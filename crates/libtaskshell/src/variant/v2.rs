use futures_util::{SinkExt, StreamExt};
use taskshell_protocol::v2::{self, Frame, MAX_IN_FLIGHT, Stream};
use tokio::io::{AsyncRead, AsyncReadExt, AsyncWrite};
use tokio_tungstenite::WebSocketStream;
use tokio_tungstenite::tungstenite::Message;
use tracing::{debug, warn};
use url::Url;

use super::{READ_CHUNK, deliver};
use crate::error::{DialError, SessionError};
use crate::session::{RemoteEnd, Session};

pub(super) async fn dial(socket: &Url, command: &[String], tty: bool) -> Result<Session, DialError> {
    let ws = super::connect(&v2::socket_url(socket, command, tty)).await?;
    let (session, remote) = Session::pipe();
    tokio::spawn(drive(ws, remote, tty));
    Ok(session)
}

/// Pump one v2 connection until the remote sends its exit frame.
///
/// Stdin is only read while fewer than [`MAX_IN_FLIGHT`] bytes are waiting
/// for an ack, and every stdout/stderr payload is acked once written locally.
async fn drive<S>(ws: WebSocketStream<S>, remote: RemoteEnd, tty: bool)
where
    S: AsyncRead + AsyncWrite + Unpin + Send,
{
    let RemoteEnd {
        mut input,
        output,
        error_output,
        mut resize,
        mut completer,
    } = remote;
    let mut output = Some(output);
    let mut error_output = Some(error_output);
    let (mut sink, mut stream) = ws.split();

    let mut buf = vec![0u8; READ_CHUNK];
    let mut in_flight = 0usize;
    let mut input_open = true;
    let mut resize_open = true;

    let outcome = loop {
        let window = MAX_IN_FLIGHT.saturating_sub(in_flight).min(buf.len());
        tokio::select! {
            _ = completer.abandoned() => break None,

            read = input.read(&mut buf[..window]), if input_open && window > 0 => {
                let payload = match read {
                    Ok(0) => {
                        input_open = false;
                        Vec::new()
                    }
                    Ok(n) => {
                        in_flight += n;
                        buf[..n].to_vec()
                    }
                    Err(e) => {
                        debug!("local input failed: {e}");
                        input_open = false;
                        Vec::new()
                    }
                };
                let frame = Frame::Data { stream: Stream::Stdin, payload };
                if let Err(e) = sink.send(Message::Binary(frame.encode())).await {
                    break Some(Err(SessionError::Transport(e.to_string())));
                }
            }

            geometry = resize.recv(), if resize_open => match geometry {
                Some(geometry) if tty => {
                    let frame = Frame::WindowSize(geometry);
                    if let Err(e) = sink.send(Message::Binary(frame.encode())).await {
                        break Some(Err(SessionError::Transport(e.to_string())));
                    }
                }
                Some(_) => {}
                None => resize_open = false,
            },

            msg = stream.next() => match msg {
                Some(Ok(Message::Binary(bytes))) => match Frame::decode(&bytes) {
                    Ok(Frame::Data { stream: target @ (Stream::Stdout | Stream::Stderr), payload }) => {
                        let (local, name) = if target == Stream::Stdout {
                            (&mut output, "stdout")
                        } else {
                            (&mut error_output, "stderr")
                        };
                        if payload.is_empty() {
                            debug!(stream = name, "remote closed stream");
                            *local = None;
                            continue;
                        }
                        deliver(local, &payload, name).await;
                        let ack = Frame::Ack {
                            stream: target,
                            size: u32::try_from(payload.len()).unwrap_or(u32::MAX),
                        };
                        if let Err(e) = sink.send(Message::Binary(ack.encode())).await {
                            break Some(Err(SessionError::Transport(e.to_string())));
                        }
                    }
                    Ok(Frame::Ack { stream: Stream::Stdin, size }) => {
                        in_flight = in_flight.saturating_sub(size as usize);
                    }
                    Ok(Frame::Exit { success: true }) => break Some(Ok(())),
                    Ok(Frame::Exit { success: false }) => break Some(Err(SessionError::Failed)),
                    Ok(other) => debug!(?other, "ignoring unexpected frame"),
                    Err(e) => break Some(Err(SessionError::Protocol(e))),
                },
                Some(Ok(Message::Close(_))) | None => break Some(Err(SessionError::Disconnected)),
                Some(Ok(_)) => {}
                Some(Err(e)) => break Some(Err(SessionError::Transport(e.to_string()))),
            },
        }
    };

    debug!(?outcome, "v2 session ended");
    drop(output);
    drop(error_output);
    if let Some(outcome) = outcome {
        completer.complete(outcome);
    }
    if let Err(e) = sink.close().await {
        warn!("closing v2 socket failed: {e}");
    }
}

^^^^^^^^

◆ Problem requirements ◆
The reply should hold only the lines of the listing above starting at the line containing "use url::Url;" and ending at the line containing "let mut buf = vec![0u8; READ_CHUNK];", exactly as written.

◆ Response to this task ◆
use url::Url;

use super::{READ_CHUNK, deliver};
use crate::error::{DialError, SessionError};
use crate::session::{RemoteEnd, Session};

pub(super) async fn dial(socket: &Url, command: &[String], tty: bool) -> Result<Session, DialError> {
    let ws = super::connect(&v2::socket_url(socket, command, tty)).await?;
    let (session, remote) = Session::pipe();
    tokio::spawn(drive(ws, remote, tty));
    Ok(session)
}

/// Pump one v2 connection until the remote sends its exit frame.
///
/// Stdin is only read while fewer than [`MAX_IN_FLIGHT`] bytes are waiting
/// for an ack, and every stdout/stderr payload is acked once written locally.
async fn drive<S>(ws: WebSocketStream<S>, remote: RemoteEnd, tty: bool)
where
    S: AsyncRead + AsyncWrite + Unpin + Send,
{
    let RemoteEnd {
        mut input,
        output,
        error_output,
        mut resize,
        mut completer,
    } = remote;
    let mut output = Some(output);
    let mut error_output = Some(error_output);
    let (mut sink, mut stream) = ws.split();

    let mut buf = vec![0u8; READ_CHUNK];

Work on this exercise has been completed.